Worst outcomes if missed

  • Death - pre-eclampsia is the second most common direct cause of maternal death in the UK. The major risk of severe hypertension from pre-eclampsia is cerebral haemorrhage, a cause of maternal death that is preventable by prompt referral to obstetric care.
  • Neonatal morbidity and mortality - growth restriction and iatrogenic pre-term delivery are significant causes of neonatal morbidity and mortality in the UK.

Epidemiology

  • Pre-eclampsia is a multi-system disorder with complex aetiology, which is associated with poor placental perfusion and an exaggerated maternal immune response.
  • It affects 2-3% of pregnancies overall and one in 200 pregnancies severely.

Symptoms and signs

Symptoms of pre-eclampsia can include severe headache, visual disturbance, upper abdominal pain, nausea, vomiting, and reduced or absent foetal movements.

New hypertension on its own is the most common first symptom of evolving pre-eclampsia. But in 10% of cases the first sign is proteinuria on its own.

Women can present with signs and symptoms of pre-eclampsia anytime from 20 weeks of pregnancy to 23 days after delivery.

In its early stages, pre-eclampsia has no symptoms. It is most commonly picked up through routine blood pressure and urine screening. Raised blood pressure can be mild (140/90mmHg to 144/99mmHg), moderate (150/100mmHg to 159/100mmHg) or severe (160/110mmHg or above).

In the mother, pre-eclampsia can cause raised blood pressure, deranged clotting, and liver and kidney problems. Eclampsia (seizures) and HELLP syndrome (haemolysis, elevated liver enzymes, low platelets) are recognised complications. Babies of mothers with pre-eclampsia are at risk of intrauterine growth restriction, placental abruption and stillbirth.

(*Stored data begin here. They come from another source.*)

use search_core::tokenizer::{is_valid_word, split_into_words};
use search_core::{SearchError, StopWords};

#[test]
fn it_splits_on_spaces() {
    let words: Vec<&str> = split_into_words("cat with  big furry tail").collect();
    assert_eq!(words, vec!["cat", "with", "big", "furry", "tail"]);
}

#[test]
fn it_filters_stopwords() {
    let stop = StopWords::from_text("the and").unwrap();
    let words = stop.split_no_stop("The quick brown fox and the lazy dog").unwrap();
    // Matching is case sensitive
    assert!(words.contains(&"The"));
    assert!(!words.contains(&"the"));
    assert!(!words.contains(&"and"));
}

#[test]
fn it_rejects_control_characters_anywhere_in_text() {
    let stop = StopWords::from_text("").unwrap();
    let err = stop.split_no_stop("fine words\tbut not this").unwrap_err();
    assert!(matches!(err, SearchError::InvalidArgument(_)));
    assert!(!is_valid_word("line\nbreak"));
}

#[test]
fn stop_words_are_validated_at_construction() {
    assert!(StopWords::new(["in", "o\u{7}n"]).is_err());
    assert!(StopWords::from_text("in \u{1b}the").is_err());
}

#[test]
fn empty_stop_words_are_ignored() {
    let stop = StopWords::new(["", "in", "", "in"]).unwrap();
    assert_eq!(stop.len(), 1);
    assert!(!stop.contains(""));
}
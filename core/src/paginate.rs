use std::fmt;

use crate::error::{Result, SearchError};

/// One window of a paginated list.
#[derive(Debug, Clone, Copy, PartialEq)]
pub struct Page<'a, T> {
    items: &'a [T],
}

impl<'a, T> Page<'a, T> {
    pub fn items(&self) -> &'a [T] {
        self.items
    }

    pub fn len(&self) -> usize {
        self.items.len()
    }

    pub fn is_empty(&self) -> bool {
        self.items.is_empty()
    }
}

impl<T: fmt::Display> fmt::Display for Page<'_, T> {
    fn fmt(&self, f: &mut fmt::Formatter<'_>) -> fmt::Result {
        for item in self.items {
            write!(f, "{item}")?;
        }
        Ok(())
    }
}

/// Fixed-size pages over a borrowed slice; the last page holds the remainder.
#[derive(Debug, Clone)]
pub struct Paginator<'a, T> {
    pages: Vec<Page<'a, T>>,
}

impl<'a, T> Paginator<'a, T> {
    pub fn new(items: &'a [T], page_size: usize) -> Result<Self> {
        if page_size == 0 {
            return Err(SearchError::invalid_argument("page size must be positive"));
        }
        let pages = items.chunks(page_size).map(|items| Page { items }).collect();
        Ok(Self { pages })
    }

    pub fn len(&self) -> usize {
        self.pages.len()
    }

    pub fn is_empty(&self) -> bool {
        self.pages.is_empty()
    }

    pub fn get(&self, index: usize) -> Option<&Page<'a, T>> {
        self.pages.get(index)
    }

    pub fn iter(&self) -> std::slice::Iter<'_, Page<'a, T>> {
        self.pages.iter()
    }
}

impl<'p, 'a, T> IntoIterator for &'p Paginator<'a, T> {
    type Item = &'p Page<'a, T>;
    type IntoIter = std::slice::Iter<'p, Page<'a, T>>;

    fn into_iter(self) -> Self::IntoIter {
        self.iter()
    }
}

pub fn paginate<T>(items: &[T], page_size: usize) -> Result<Paginator<'_, T>> {
    Paginator::new(items, page_size)
}

#[cfg(test)]
mod tests {
    use super::*;

    #[test]
    fn last_page_holds_remainder() {
        let items = [1, 2, 3, 4, 5];
        let pages = paginate(&items, 2).unwrap();
        assert_eq!(pages.len(), 3);
        let sizes: Vec<usize> = pages.iter().map(Page::len).collect();
        assert_eq!(sizes, vec![2, 2, 1]);
        assert_eq!(pages.get(2).unwrap().items(), &[5]);
    }

    #[test]
    fn exact_multiple_has_no_partial_page() {
        let items = [1, 2, 3, 4];
        assert_eq!(paginate(&items, 2).unwrap().len(), 2);
    }

    #[test]
    fn empty_input_has_no_pages() {
        let items: [u8; 0] = [];
        assert!(paginate(&items, 3).unwrap().is_empty());
    }

    #[test]
    fn zero_page_size_is_rejected() {
        assert!(matches!(paginate(&[1], 0), Err(SearchError::InvalidArgument(_))));
    }

    #[test]
    fn page_displays_items_back_to_back() {
        let items = ["a", "b", "c"];
        let pages = paginate(&items, 2).unwrap();
        let rendered: Vec<String> = pages.iter().map(|p| p.to_string()).collect();
        assert_eq!(rendered, vec!["ab", "c"]);
    }
}
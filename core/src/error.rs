use thiserror::Error;

use crate::DocId;

/// Errors returned by index, query and collaborator operations.
///
/// Every failure is local to the call that produced it; the index is left
/// exactly as it was before the call.
#[derive(Debug, Clone, PartialEq, Eq, Error)]
pub enum SearchError {
    #[error("invalid argument: {0}")]
    InvalidArgument(String),

    #[error("document {0} not found")]
    DocumentNotFound(DocId),

    #[error("ordinal {ordinal} out of range for {count} documents")]
    OrdinalOutOfRange { ordinal: usize, count: usize },

    #[error("failed to build worker pool: {0}")]
    WorkerPool(String),
}

impl SearchError {
    pub fn invalid_argument<S: Into<String>>(msg: S) -> Self {
        SearchError::InvalidArgument(msg.into())
    }
}

impl From<rayon::ThreadPoolBuildError> for SearchError {
    fn from(err: rayon::ThreadPoolBuildError) -> Self {
        SearchError::WorkerPool(err.to_string())
    }
}

pub type Result<T> = std::result::Result<T, SearchError>;
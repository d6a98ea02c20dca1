use std::collections::BTreeSet;

use crate::error::{Result, SearchError};
use crate::tokenizer::{ensure_valid_word, split_into_words, StopWords};

/// A parsed query. Words borrow from the raw query text.
///
/// Both sets are ordered so that evaluation visits words in a fixed order.
#[derive(Debug, Clone, Default, PartialEq, Eq)]
pub struct Query<'q> {
    pub plus_words: BTreeSet<&'q str>,
    pub minus_words: BTreeSet<&'q str>,
}

impl<'q> Query<'q> {
    pub fn is_empty(&self) -> bool {
        self.plus_words.is_empty() && self.minus_words.is_empty()
    }
}

struct QueryWord<'q> {
    data: &'q str,
    is_minus: bool,
}

fn parse_query_word(token: &str) -> Result<QueryWord<'_>> {
    ensure_valid_word(token, "query word")?;
    match token.strip_prefix('-') {
        None => Ok(QueryWord { data: token, is_minus: false }),
        Some("") => Err(SearchError::invalid_argument(
            "a minus sign must be followed by a word",
        )),
        Some(rest) if rest.starts_with('-') => Err(SearchError::invalid_argument(format!(
            "double minus in query word {token:?}"
        ))),
        Some(rest) => Ok(QueryWord { data: rest, is_minus: true }),
    }
}

/// Parse raw query text into plus and minus words.
///
/// Every token is validated before the query is returned; stop words are
/// dropped from both sets after classification.
pub fn parse_query<'q>(text: &'q str, stop_words: &StopWords) -> Result<Query<'q>> {
    let mut query = Query::default();
    for token in split_into_words(text) {
        let word = parse_query_word(token)?;
        if stop_words.contains(word.data) {
            continue;
        }
        if word.is_minus {
            query.minus_words.insert(word.data);
        } else {
            query.plus_words.insert(word.data);
        }
    }
    Ok(query)
}
use anyhow::Result;
use clap::Parser;
use search_cli::{run, Cli};
use tracing_subscriber::{fmt, EnvFilter};

fn main() -> Result<()> {
    fmt().with_env_filter(EnvFilter::from_default_env()).init();
    let cli = Cli::parse();
    let stdout = std::io::stdout();
    run(cli, &mut stdout.lock())
}
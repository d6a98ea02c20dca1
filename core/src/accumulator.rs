//! Sharded accumulator used while scoring documents from several workers.
//!
//! Slots are keyed by document id and spread over a fixed number of shards,
//! each behind its own lock. A shard is picked by `id mod shard_count`, so
//! writers touching ids in different shards never contend.

use parking_lot::{MappedMutexGuard, Mutex, MutexGuard};
use std::collections::BTreeMap;

use crate::DocId;

pub struct ConcurrentAccumulator<V> {
    shards: Vec<Mutex<BTreeMap<DocId, V>>>,
}

impl<V: Default> ConcurrentAccumulator<V> {
    /// Create an accumulator with `shard_count` shards (at least one).
    pub fn new(shard_count: usize) -> Self {
        let shards = (0..shard_count.max(1))
            .map(|_| Mutex::new(BTreeMap::new()))
            .collect();
        Self { shards }
    }

    pub fn shard_count(&self) -> usize {
        self.shards.len()
    }

    fn shard_index(&self, id: DocId) -> usize {
        i64::from(id).rem_euclid(self.shards.len() as i64) as usize
    }

    /// Lock the shard owning `id` and return its slot, creating it with
    /// `V::default()` on first touch.
    ///
    /// The shard stays locked until the returned guard is dropped; keep it
    /// for a single update.
    pub fn slot(&self, id: DocId) -> MappedMutexGuard<'_, V> {
        let shard = &self.shards[self.shard_index(id)];
        MutexGuard::map(shard.lock(), |map| map.entry(id).or_default())
    }

    /// Apply `f` to the slot of `id` under its shard lock.
    pub fn update<F>(&self, id: DocId, f: F)
    where
        F: FnOnce(&mut V),
    {
        let mut slot = self.slot(id);
        f(&mut slot);
    }

    /// Move every slot into one ordered map.
    ///
    /// Shards are locked one at a time. Only meaningful once all writers
    /// have finished.
    pub fn drain_ordered(&self) -> BTreeMap<DocId, V> {
        let mut result = BTreeMap::new();
        for shard in &self.shards {
            let mut taken = std::mem::take(&mut *shard.lock());
            result.append(&mut taken);
        }
        result
    }
}
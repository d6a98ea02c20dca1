//! In-process TF-IDF search over a mutable corpus of short documents.
//!
//! Documents are split on spaces, stop words are dropped and the remaining
//! words feed an inverted index. Queries combine plus-words and `-minus`
//! words; results are ranked by TF-IDF and can be evaluated sequentially or
//! on a worker pool with identical answers.

pub mod accumulator;
pub mod batch;
pub mod config;
pub mod dedup;
pub mod document;
pub mod error;
pub mod index;
pub mod paginate;
pub mod query;
mod ranking;
mod remove;
pub mod request_queue;
pub mod tokenizer;

pub type DocId = i32;

pub use accumulator::ConcurrentAccumulator;
pub use batch::{process_queries, process_queries_joined};
pub use config::{ExecutionMode, SearchConfig};
pub use dedup::remove_duplicates;
pub use document::{Document, DocumentStatus};
pub use error::{Result, SearchError};
pub use index::{InvertedIndex, WordFrequencies};
pub use paginate::{paginate, Page, Paginator};
pub use query::{parse_query, Query};
pub use request_queue::RequestQueue;
pub use tokenizer::StopWords;
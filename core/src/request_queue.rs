use std::collections::VecDeque;

use crate::config::ExecutionMode;
use crate::document::{Document, DocumentStatus};
use crate::error::Result;
use crate::index::InvertedIndex;
use crate::DocId;

/// Requests remembered by the sliding window, one per minute of a day.
pub const REQUEST_WINDOW: usize = 1440;

/// Forwards queries to an index and tracks how many of the most recent
/// [`REQUEST_WINDOW`] requests came back empty.
pub struct RequestQueue<'a> {
    index: &'a InvertedIndex,
    requests: VecDeque<usize>,
    no_result_requests: usize,
}

impl<'a> RequestQueue<'a> {
    pub fn new(index: &'a InvertedIndex) -> Self {
        Self {
            index,
            requests: VecDeque::with_capacity(REQUEST_WINDOW + 1),
            no_result_requests: 0,
        }
    }

    /// Run the query in `mode` and record how many documents came back.
    ///
    /// A query that fails to parse is not recorded.
    pub fn add_find_request_with<P>(
        &mut self,
        mode: ExecutionMode,
        raw_query: &str,
        predicate: P,
    ) -> Result<Vec<Document>>
    where
        P: Fn(DocId, DocumentStatus, i32) -> bool + Sync,
    {
        let result = self.index.find_top_documents_with(mode, raw_query, predicate)?;
        self.record(result.len());
        Ok(result)
    }

    pub fn add_find_request_by<P>(&mut self, raw_query: &str, predicate: P) -> Result<Vec<Document>>
    where
        P: Fn(DocId, DocumentStatus, i32) -> bool + Sync,
    {
        self.add_find_request_with(ExecutionMode::Sequential, raw_query, predicate)
    }

    pub fn add_find_request_by_status(
        &mut self,
        raw_query: &str,
        status: DocumentStatus,
    ) -> Result<Vec<Document>> {
        self.add_find_request_by(raw_query, move |_, document_status, _| document_status == status)
    }

    pub fn add_find_request(&mut self, raw_query: &str) -> Result<Vec<Document>> {
        self.add_find_request_by_status(raw_query, DocumentStatus::Actual)
    }

    pub fn add_par_find_request_by<P>(
        &mut self,
        raw_query: &str,
        predicate: P,
    ) -> Result<Vec<Document>>
    where
        P: Fn(DocId, DocumentStatus, i32) -> bool + Sync,
    {
        self.add_find_request_with(ExecutionMode::Parallel, raw_query, predicate)
    }

    pub fn add_par_find_request_by_status(
        &mut self,
        raw_query: &str,
        status: DocumentStatus,
    ) -> Result<Vec<Document>> {
        self.add_par_find_request_by(raw_query, move |_, document_status, _| {
            document_status == status
        })
    }

    pub fn add_par_find_request(&mut self, raw_query: &str) -> Result<Vec<Document>> {
        self.add_par_find_request_by_status(raw_query, DocumentStatus::Actual)
    }

    /// Requests in the current window that returned nothing.
    pub fn no_result_requests(&self) -> usize {
        self.no_result_requests
    }

    /// Requests currently held by the window.
    pub fn len(&self) -> usize {
        self.requests.len()
    }

    pub fn is_empty(&self) -> bool {
        self.requests.is_empty()
    }

    fn record(&mut self, results: usize) {
        self.requests.push_back(results);
        if results == 0 {
            self.no_result_requests += 1;
        }
        while self.requests.len() > REQUEST_WINDOW {
            if self.requests.pop_front() == Some(0) {
                self.no_result_requests -= 1;
            }
        }
    }
}
use std::collections::HashSet;

use crate::index::InvertedIndex;
use crate::DocId;

/// Ids of documents whose word set equals that of a smaller live id.
pub fn find_duplicates(index: &InvertedIndex) -> Vec<DocId> {
    let mut seen: HashSet<Vec<&str>> = HashSet::new();
    let mut duplicates = Vec::new();
    for id in index {
        let words: Vec<&str> = index.word_frequencies(id).keys().map(String::as_str).collect();
        if !seen.insert(words) {
            duplicates.push(id);
        }
    }
    duplicates
}

/// Remove every document whose word set repeats one seen at a smaller id.
///
/// Term frequencies are ignored: only the set of words matters. Returns the
/// removed ids in ascending order.
pub fn remove_duplicates(index: &mut InvertedIndex) -> Vec<DocId> {
    let duplicates = find_duplicates(index);
    for &id in &duplicates {
        tracing::info!("Found duplicate document id {id}");
        index.remove_document(id);
    }
    duplicates
}
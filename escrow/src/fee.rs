//! Transfer fee calculator.
//!
//! `fee(amount) = clamp(floor(amount × BASE_FEE_BPS / 10_000), MIN_FEE, MAX_FEE)`
//!
//! Integer-only; truncating division. Total over every `u128`: the product
//! saturates, which only matters far above the point where the cap applies.

use remit_types::params::{BASE_FEE_BPS, BPS_DENOMINATOR, MAX_FEE, MIN_FEE};

/// Fee charged on top of `amount` when a transfer is created.
pub fn calculate_fee(amount: u128) -> u128 {
    let proportional = amount.saturating_mul(BASE_FEE_BPS) / BPS_DENOMINATOR;
    proportional.clamp(MIN_FEE, MAX_FEE)
}
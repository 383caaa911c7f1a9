//! Ledger errors.
//!
//! The operation taxonomy is closed: every rejected call reports exactly one
//! of these kinds, chosen by the first failing check in the operation's
//! fixed validation order.

use remit_types::TransferId;
use thiserror::Error;

#[derive(Debug, Clone, PartialEq, Eq, Error)]
pub enum EscrowError {
    /// Paused ledger, non-owner on an owner control, wrong party on a
    /// transfer, or cancellation of a transfer that has not yet expired.
    #[error("caller is not authorized for this operation")]
    NotAuthorized,

    #[error("insufficient balance: need {needed}, have {available}")]
    InsufficientBalance { needed: u128, available: u128 },

    #[error("amount must be non-zero")]
    InvalidAmount,

    #[error("transfer {0} not found")]
    TransferNotFound(TransferId),

    /// Covers both terminal states, claimed and cancelled.
    #[error("transfer {0} has already been claimed or cancelled")]
    AlreadyClaimed(TransferId),

    #[error("sender and recipient must differ")]
    InvalidRecipient,

    #[error("transfer {0} has expired")]
    TransferExpired(TransferId),

    #[error("expiry duration must be non-zero")]
    InvalidDuration,

    #[error("state snapshot error: {0}")]
    Snapshot(String),
}

impl EscrowError {
    /// Stable numeric code reported to hosts.
    pub fn code(&self) -> u32 {
        match self {
            Self::NotAuthorized => 100,
            Self::InsufficientBalance { .. } => 101,
            Self::InvalidAmount => 102,
            Self::TransferNotFound(_) => 103,
            Self::AlreadyClaimed(_) => 104,
            Self::InvalidRecipient => 105,
            Self::TransferExpired(_) => 106,
            Self::InvalidDuration => 107,
            Self::Snapshot(_) => 900,
        }
    }
}
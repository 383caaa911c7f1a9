//! Global `tracing` subscriber setup.
//!
//! Ledger events are emitted as plain lines for a terminal or as one JSON
//! object per line for log shippers, chosen by [`LogFormat`]. A `RUST_LOG`
//! directive in the environment wins over the configured level string
//! (e.g. `"warn,remit_escrow=debug"`).

use serde::{Deserialize, Serialize};
use std::str::FromStr;
use tracing_subscriber::{fmt, layer::SubscriberExt, util::SubscriberInitExt, EnvFilter};

/// How log lines are rendered.
#[derive(Debug, Clone, Copy, Default, PartialEq, Eq, Serialize, Deserialize)]
#[serde(rename_all = "lowercase")]
pub enum LogFormat {
    #[default]
    Human,
    Json,
}

impl FromStr for LogFormat {
    type Err = String;

    fn from_str(s: &str) -> Result<Self, Self::Err> {
        match s.to_lowercase().as_str() {
            "human" => Ok(Self::Human),
            "json" => Ok(Self::Json),
            other => Err(format!("unknown log format {other:?}, expected human or json")),
        }
    }
}

/// Install the subscriber. Returns `false` when one is already installed,
/// which leaves the existing one in place.
pub fn init_logging(format: LogFormat, level: &str) -> bool {
    let filter = EnvFilter::try_from_default_env().unwrap_or_else(|_| EnvFilter::new(level));

    match format {
        LogFormat::Human => tracing_subscriber::registry()
            .with(filter)
            .with(fmt::layer().with_target(true))
            .try_init()
            .is_ok(),
        LogFormat::Json => tracing_subscriber::registry()
            .with(filter)
            .with(fmt::layer().json().with_target(true))
            .try_init()
            .is_ok(),
    }
}
//! Remit node: hosts the escrow engine for concurrent callers.
//!
//! Wires the ledger engine to an asset custody backend, loads configuration
//! and snapshots, and keeps operation statistics.

pub mod config;
pub mod error;
pub mod node;

pub use config::NodeConfig;
pub use error::NodeError;
pub use node::LedgerNode;
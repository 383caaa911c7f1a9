//! Escrowed transfer records and the registry that allocates them.

use remit_types::{CountryCode, Identity, Tick, TransferId};
use serde::{Deserialize, Serialize};
use std::collections::BTreeMap;

/// Lifecycle of a transfer. `Claimed` and `Cancelled` are terminal.
#[derive(Clone, Copy, Debug, PartialEq, Eq, Serialize, Deserialize)]
pub enum TransferState {
    Active,
    Claimed,
    Cancelled,
}

/// An escrowed transfer.
///
/// `amount` is owed to the recipient on claim or refunded to the sender on
/// cancellation. `fee` was taken at creation and is never returned.
#[derive(Clone, Debug, PartialEq, Eq, Serialize, Deserialize)]
pub struct TransferRecord {
    pub id: TransferId,
    pub sender: Identity,
    pub recipient: Identity,
    pub amount: u128,
    pub fee: u128,
    /// Clock reading when the transfer was created.
    pub created_at: Tick,
    /// Ticks after `created_at` during which the transfer can be claimed.
    pub expires_after: u64,
    /// Write-once; mutually exclusive with `cancelled`.
    pub claimed: bool,
    /// Write-once; mutually exclusive with `claimed`.
    pub cancelled: bool,
    pub country_from: CountryCode,
    pub country_to: CountryCode,
}

impl TransferRecord {
    pub fn state(&self) -> TransferState {
        if self.claimed {
            TransferState::Claimed
        } else if self.cancelled {
            TransferState::Cancelled
        } else {
            TransferState::Active
        }
    }

    pub fn is_terminal(&self) -> bool {
        self.claimed || self.cancelled
    }

    /// `now > created_at + expires_after`.
    pub fn is_expired(&self, now: Tick) -> bool {
        self.created_at.has_expired(self.expires_after, now)
    }
}

/// All transfers ever created, keyed by id, plus the id allocator.
#[derive(Clone, Debug, Serialize, Deserialize)]
pub struct TransferRegistry {
    records: BTreeMap<TransferId, TransferRecord>,
    next_id: TransferId,
}

impl Default for TransferRegistry {
    fn default() -> Self {
        Self {
            records: BTreeMap::new(),
            next_id: TransferId::FIRST,
        }
    }
}

impl TransferRegistry {
    pub fn new() -> Self {
        Self::default()
    }

    /// Hand out the next id. Ids are never reused.
    pub fn allocate_id(&mut self) -> TransferId {
        let id = self.next_id;
        self.next_id = id.next();
        id
    }

    /// The id the next `allocate_id` call will return.
    pub fn next_id(&self) -> TransferId {
        self.next_id
    }

    pub fn insert(&mut self, record: TransferRecord) {
        self.records.insert(record.id, record);
    }

    pub fn get(&self, id: TransferId) -> Option<&TransferRecord> {
        self.records.get(&id)
    }

    pub fn get_mut(&mut self, id: TransferId) -> Option<&mut TransferRecord> {
        self.records.get_mut(&id)
    }

    pub fn len(&self) -> usize {
        self.records.len()
    }

    pub fn is_empty(&self) -> bool {
        self.records.is_empty()
    }

    /// Sum of amounts still held for active transfers.
    pub fn escrowed_total(&self) -> u128 {
        self.records
            .values()
            .filter(|r| !r.is_terminal())
            .fold(0u128, |acc, r| acc.saturating_add(r.amount))
    }
}

#[cfg(test)]
mod tests {
    use super::*;

    fn record(id: TransferId, amount: u128) -> TransferRecord {
        TransferRecord {
            id,
            sender: Identity::new("alice").unwrap(),
            recipient: Identity::new("bob").unwrap(),
            amount,
            fee: 1_000_000,
            created_at: Tick::new(3),
            expires_after: 5,
            claimed: false,
            cancelled: false,
            country_from: CountryCode::usa(),
            country_to: CountryCode::new("MEX").unwrap(),
        }
    }

    #[test]
    fn ids_start_at_one_and_increase() {
        let mut registry = TransferRegistry::new();
        assert_eq!(registry.allocate_id(), TransferId::new(1));
        assert_eq!(registry.allocate_id(), TransferId::new(2));
        assert_eq!(registry.next_id(), TransferId::new(3));
    }

    #[test]
    fn state_reflects_flags() {
        let mut r = record(TransferId::new(1), 10);
        assert_eq!(r.state(), TransferState::Active);
        r.claimed = true;
        assert_eq!(r.state(), TransferState::Claimed);
        assert!(r.is_terminal());

        let mut r = record(TransferId::new(2), 10);
        r.cancelled = true;
        assert_eq!(r.state(), TransferState::Cancelled);
    }

    #[test]
    fn expiry_uses_created_plus_duration() {
        let r = record(TransferId::new(1), 10);
        assert!(!r.is_expired(Tick::new(8)));
        assert!(r.is_expired(Tick::new(9)));
    }

    #[test]
    fn escrowed_total_skips_terminal_records() {
        let mut registry = TransferRegistry::new();
        let a = registry.allocate_id();
        registry.insert(record(a, 100));
        let b = registry.allocate_id();
        let mut claimed = record(b, 50);
        claimed.claimed = true;
        registry.insert(claimed);
        assert_eq!(registry.escrowed_total(), 100);
        assert_eq!(registry.len(), 2);
    }
}
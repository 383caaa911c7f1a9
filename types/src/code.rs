//! Short ASCII codes carried as metadata: country codes on transfers and
//! currency-pair keys on exchange rates.
//!
//! Neither is interpreted by the ledger. Country codes are only bounded in
//! length; pair keys must also be non-empty printable ASCII.

use crate::error::TypeError;
use serde::{Deserialize, Serialize};
use std::fmt;
use std::str::FromStr;

fn check_length(raw: &str, max_len: usize) -> Result<(), &'static str> {
    if !raw.is_ascii() {
        return Err("not ascii");
    }
    if raw.len() > max_len {
        return Err("too long");
    }
    Ok(())
}

fn check_printable(raw: &str, max_len: usize) -> Result<(), &'static str> {
    if raw.is_empty() {
        return Err("empty");
    }
    if raw.len() > max_len {
        return Err("too long");
    }
    if !raw.chars().all(|c| c.is_ascii_graphic()) {
        return Err("not printable ascii");
    }
    Ok(())
}

/// Country code attached to a transfer (e.g. `"USA"`, `"MEX"`). At most
/// three ASCII bytes; the content is not otherwise checked.
#[derive(Clone, Debug, PartialEq, Eq, Hash, Serialize, Deserialize)]
#[serde(try_from = "String", into = "String")]
pub struct CountryCode(String);

impl CountryCode {
    pub const MAX_LEN: usize = 3;

    pub fn new(raw: impl Into<String>) -> Result<Self, TypeError> {
        let code = raw.into();
        match check_length(&code, Self::MAX_LEN) {
            Ok(()) => Ok(Self(code)),
            Err(reason) => Err(TypeError::InvalidCountryCode { code, reason }),
        }
    }

    /// Code used by quick transfers.
    pub fn usa() -> Self {
        Self("USA".to_string())
    }

    pub fn as_str(&self) -> &str {
        &self.0
    }
}

impl fmt::Display for CountryCode {
    fn fmt(&self, f: &mut fmt::Formatter<'_>) -> fmt::Result {
        f.write_str(&self.0)
    }
}

impl FromStr for CountryCode {
    type Err = TypeError;

    fn from_str(s: &str) -> Result<Self, Self::Err> {
        Self::new(s)
    }
}

impl TryFrom<String> for CountryCode {
    type Error = TypeError;

    fn try_from(s: String) -> Result<Self, Self::Error> {
        Self::new(s)
    }
}

impl From<CountryCode> for String {
    fn from(code: CountryCode) -> Self {
        code.0
    }
}

/// Key of an exchange-rate entry (e.g. `"USD-MXN"`).
#[derive(Clone, Debug, PartialEq, Eq, PartialOrd, Ord, Hash, Serialize, Deserialize)]
#[serde(try_from = "String", into = "String")]
pub struct PairKey(String);

impl PairKey {
    pub const MAX_LEN: usize = 10;

    pub fn new(raw: impl Into<String>) -> Result<Self, TypeError> {
        let key = raw.into();
        match check_printable(&key, Self::MAX_LEN) {
            Ok(()) => Ok(Self(key)),
            Err(reason) => Err(TypeError::InvalidPairKey { key, reason }),
        }
    }

    pub fn as_str(&self) -> &str {
        &self.0
    }
}

impl fmt::Display for PairKey {
    fn fmt(&self, f: &mut fmt::Formatter<'_>) -> fmt::Result {
        f.write_str(&self.0)
    }
}

impl FromStr for PairKey {
    type Err = TypeError;

    fn from_str(s: &str) -> Result<Self, Self::Err> {
        Self::new(s)
    }
}

impl TryFrom<String> for PairKey {
    type Error = TypeError;

    fn try_from(s: String) -> Result<Self, Self::Error> {
        Self::new(s)
    }
}

impl From<PairKey> for String {
    fn from(key: PairKey) -> Self {
        key.0
    }
}
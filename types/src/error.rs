//! Errors raised while constructing typed values from raw input.

use thiserror::Error;

#[derive(Debug, Clone, PartialEq, Eq, Error)]
pub enum TypeError {
    #[error("invalid identity: {0}")]
    InvalidIdentity(String),

    #[error("invalid country code {code:?}: {reason}")]
    InvalidCountryCode { code: String, reason: &'static str },

    #[error("invalid currency pair key {key:?}: {reason}")]
    InvalidPairKey { key: String, reason: &'static str },
}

After the baby has been delivered the woman’s blood pressure typically falls initially and then increases again around three to five days after delivery.  

Around 42% of eclamptic fits occur after delivery and most women with a diagnosis of pre-eclampsia will remain in hospital for up to five days postnatally to ensure that their blood pressure is well controlled and that any biochemical abnormalities are returning to normal.

A proportion of women with pre-eclampsia will develop chronic hypertension requiring medication postnatally. But all women who develop pre-eclampsia in pregnancy have an increased risk of developing hypertension in later years.

Differential diagnosis

Pregnancy-induced hypertension – new-onset hypertension in pregnancy in the absence of proteinuria -requires immediate referral to hospital obstetric-led management of hypertension because it could be a sign of evolving pre-eclampsia.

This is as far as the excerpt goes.